According to new reports, Toyota could be headed back to the drawing board after announcing an electric vehicle strategy. An internal group at Toyota is working on plans to improve its current e-TNGA flexible EV platform or develop a new EV architecture.

The bZ4X is powered by the e-TNGA platform and will be used in the upcoming Lexus RZ 450e.

The Toyota Crown hybrid sedan and a compact electric cruiser are two EV projects that have been put on hold. The existing strategy called for 30 new all-electric vehicles to ship by the year 2030.

According to the sources, Toyota is dealing with an EV manufacturing process that is too slow and expensive compared to other manufacturers that have been making electric cars for a long time. According to sources, Toyota's engineers considered the all-electric version of the RAV4 SUV to be no threat, despite the fact that the company co-developed it with the electric car company. After selling off its stake in the project, it began development of its own platform.

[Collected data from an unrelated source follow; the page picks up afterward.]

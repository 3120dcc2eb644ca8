//! Talking to the tax authority.
//!
//! A company is served by exactly one [`EmissorStrategy`], resolved from its
//! environment by a [`StrategyFactory`]. Every strategy emits, consults and
//! cancels; the engine never knows which one it holds.

mod event;
mod nacional;
mod simulado;
mod transport;

use std::sync::Arc;

use async_trait::async_trait;
use serde::{Deserialize, Serialize};

pub use event::{CANCELLATION_EVENT, CancellationEvent};
pub use nacional::{NacionalEmissor, NacionalEndpoints};
pub use simulado::SimuladoEmissor;
pub use transport::{HttpTransport, TransportSettings};

use crate::domain::models::{Company, Environment};
use crate::pki::Credentials;

/// Failure to get an answer from the authority.
///
/// A rejection is an answer; it is reported through the outcomes, not here.
#[derive(Debug, thiserror::Error)]
pub enum TransmissionError {
    #[error("could not reach the authority after {attempts} attempt(s): {detail}")]
    Unreachable { attempts: u32, detail: String },
    #[error("authority answered HTTP {status}: {body}")]
    Status { status: u16, body: String },
    #[error("client certificate rejected by the TLS stack: {0}")]
    Identity(String),
    #[error("unexpected response from the authority: {0}")]
    InvalidResponse(String),
    #[error("could not prepare the request: {0}")]
    Request(String),
}

/// Result of sending a signed DPS.
#[derive(Debug, Clone, Default, PartialEq, Eq, Serialize)]
pub struct EmitOutcome {
    pub success: bool,
    pub access_key: Option<String>,
    pub protocol: Option<String>,
    pub nfse_number: Option<String>,
    /// Authorized NFS-e document, plain XML
    pub distribution_xml: Option<String>,
    pub rejection_reason: Option<String>,
    /// Remote body kept for the log trail
    pub raw_response: Option<String>,
}

impl EmitOutcome {
    pub fn rejected(reason: impl Into<String>, raw_response: Option<String>) -> Self {
        Self {
            success: false,
            rejection_reason: Some(reason.into()),
            raw_response,
            ..Default::default()
        }
    }
}

/// Remote situation of an invoice.
#[derive(Debug, Clone, Copy, PartialEq, Eq, Serialize, Deserialize)]
#[serde(rename_all = "SCREAMING_SNAKE_CASE")]
pub enum Situation {
    Autorizada,
    Cancelada,
    Processando,
    Rejeitada,
}

#[derive(Debug, Clone, PartialEq, Eq, Serialize)]
pub struct ConsultOutcome {
    pub success: bool,
    pub situation: Situation,
    pub protocol: Option<String>,
    pub distribution_xml: Option<String>,
    #[serde(skip)]
    pub rendered_artifact: Option<Vec<u8>>,
    pub assigned_number: Option<String>,
    pub reason: Option<String>,
}

impl ConsultOutcome {
    pub fn situation(situation: Situation) -> Self {
        Self {
            success: true,
            situation,
            protocol: None,
            distribution_xml: None,
            rendered_artifact: None,
            assigned_number: None,
            reason: None,
        }
    }
}

#[derive(Debug, Clone, Default, PartialEq, Eq, Serialize)]
pub struct CancelOutcome {
    pub success: bool,
    pub reason: Option<String>,
    pub raw_response: Option<String>,
}

/// What the engine needs from the authority.
///
/// `credentials` are the decrypted company certificate, valid for the call
/// only.
#[async_trait]
pub trait Emissor: Send + Sync {
    async fn emit(
        &self,
        signed_xml: &str,
        company: &Company,
        credentials: &Credentials,
    ) -> Result<EmitOutcome, TransmissionError>;

    async fn consult(
        &self,
        access_key: &str,
        company: &Company,
        credentials: &Credentials,
    ) -> Result<ConsultOutcome, TransmissionError>;

    async fn cancel(
        &self,
        access_key: &str,
        protocol: &str,
        justification: &str,
        company: &Company,
        credentials: &Credentials,
    ) -> Result<CancelOutcome, TransmissionError>;
}

/// The closed set of authorities a company can be bound to.
#[derive(Clone)]
pub enum EmissorStrategy {
    Nacional(NacionalEmissor),
    Simulado(Arc<SimuladoEmissor>),
}

impl EmissorStrategy {
    pub fn name(&self) -> &'static str {
        match self {
            EmissorStrategy::Nacional(_) => "nacional",
            EmissorStrategy::Simulado(_) => "simulado",
        }
    }
}

#[async_trait]
impl Emissor for EmissorStrategy {
    async fn emit(
        &self,
        signed_xml: &str,
        company: &Company,
        credentials: &Credentials,
    ) -> Result<EmitOutcome, TransmissionError> {
        match self {
            EmissorStrategy::Nacional(e) => e.emit(signed_xml, company, credentials).await,
            EmissorStrategy::Simulado(e) => e.emit(signed_xml, company, credentials).await,
        }
    }

    async fn consult(
        &self,
        access_key: &str,
        company: &Company,
        credentials: &Credentials,
    ) -> Result<ConsultOutcome, TransmissionError> {
        match self {
            EmissorStrategy::Nacional(e) => e.consult(access_key, company, credentials).await,
            EmissorStrategy::Simulado(e) => e.consult(access_key, company, credentials).await,
        }
    }

    async fn cancel(
        &self,
        access_key: &str,
        protocol: &str,
        justification: &str,
        company: &Company,
        credentials: &Credentials,
    ) -> Result<CancelOutcome, TransmissionError> {
        match self {
            EmissorStrategy::Nacional(e) => {
                e.cancel(access_key, protocol, justification, company, credentials)
                    .await
            }
            EmissorStrategy::Simulado(e) => {
                e.cancel(access_key, protocol, justification, company, credentials)
                    .await
            }
        }
    }
}

/// Resolves the emissor serving a company.
pub trait EmissorFactory: Send + Sync {
    fn for_company(&self, company: &Company) -> Arc<dyn Emissor>;
}

/// Builds [`EmissorStrategy`] values from configuration.
#[derive(Clone)]
pub struct StrategyFactory {
    production: NacionalEndpoints,
    restricted: NacionalEndpoints,
    transport: TransportSettings,
    simulator: Option<Arc<SimuladoEmissor>>,
}

impl StrategyFactory {
    pub fn new(
        production: NacionalEndpoints,
        restricted: NacionalEndpoints,
        transport: TransportSettings,
    ) -> Self {
        Self {
            production,
            restricted,
            transport,
            simulator: None,
        }
    }

    /// Serves sandbox companies from the in-process simulator.
    pub fn simulate_sandbox(mut self, simulator: Arc<SimuladoEmissor>) -> Self {
        self.simulator = Some(simulator);
        self
    }

    pub fn strategy(&self, company: &Company) -> EmissorStrategy {
        match (company.environment, &self.simulator) {
            (Environment::Sandbox, Some(simulator)) => EmissorStrategy::Simulado(simulator.clone()),
            (Environment::Sandbox, None) => EmissorStrategy::Nacional(NacionalEmissor::new(
                self.restricted.clone(),
                self.transport.clone(),
            )),
            (Environment::Production, _) => EmissorStrategy::Nacional(NacionalEmissor::new(
                self.production.clone(),
                self.transport.clone(),
            )),
        }
    }
}

impl EmissorFactory for StrategyFactory {
    fn for_company(&self, company: &Company) -> Arc<dyn Emissor> {
        let strategy = self.strategy(company);
        tracing::debug!(company_id = %company.id, strategy = strategy.name(), "Emissor resolved");
        Arc::new(strategy)
    }
}

#[cfg(test)]
mod tests {
    use uuid::Uuid;

    use super::*;

    fn company(environment: Environment) -> Company {
        Company {
            id: Uuid::new_v4(),
            user_id: "user".into(),
            cnpj: "11222333000181".into(),
            legal_name: "ACME".into(),
            municipal_registration: None,
            municipality_code: "3550308".into(),
            certificate: None,
            environment,
            api_version: "1.00".into(),
            dps_template: None,
            simples_nacional: false,
        }
    }

    fn factory() -> StrategyFactory {
        StrategyFactory::new(
            NacionalEndpoints::production(),
            NacionalEndpoints::restricted(),
            TransportSettings::default(),
        )
    }

    #[test]
    fn test_strategy_follows_environment() {
        let factory = factory();
        assert_eq!(factory.strategy(&company(Environment::Production)).name(), "nacional");
        assert_eq!(factory.strategy(&company(Environment::Sandbox)).name(), "nacional");

        let factory = factory.simulate_sandbox(Arc::new(SimuladoEmissor::new()));
        assert_eq!(factory.strategy(&company(Environment::Sandbox)).name(), "simulado");
        assert_eq!(factory.strategy(&company(Environment::Production)).name(), "nacional");
    }

    #[test]
    fn test_sandbox_uses_restricted_endpoints() {
        let EmissorStrategy::Nacional(emissor) = factory().strategy(&company(Environment::Sandbox))
        else {
            panic!("expected the national emissor");
        };
        assert!(emissor.endpoints().sefin.contains("producaorestrita"));
    }
}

When we reviewed the bZ4X this summer, we found that it didn't have the key features of competing EV's, like true one-pedal driving and faster charging speeds. The bZ4X was put on hold due to a recall for loose hub bolts that could cause a wheel to detach while driving. Adding washers to the hub bolts was the solution to the problem.

Toyota was an early leader in hybrid technology with vehicles like the Prius, but more than two decades later, the Japanese company has fallen behind, focusing on logistically difficult hydrogen fuel-cell cars like the Mirai and lobbying to slow down the adoption of electric vehicles in the US

But while Toyota has been content to rest on its laurels with the Prius, the rest of the industry has lapped it several times. Companies like Nissan, General Motors, and Volkswagen have been selling pure battery-electric vehicles for years, while also revealing their plans to phase out gas cars completely. Toyota’s failure to embrace EVs is not a new concept; The New York Times noted as much in this article from 2009.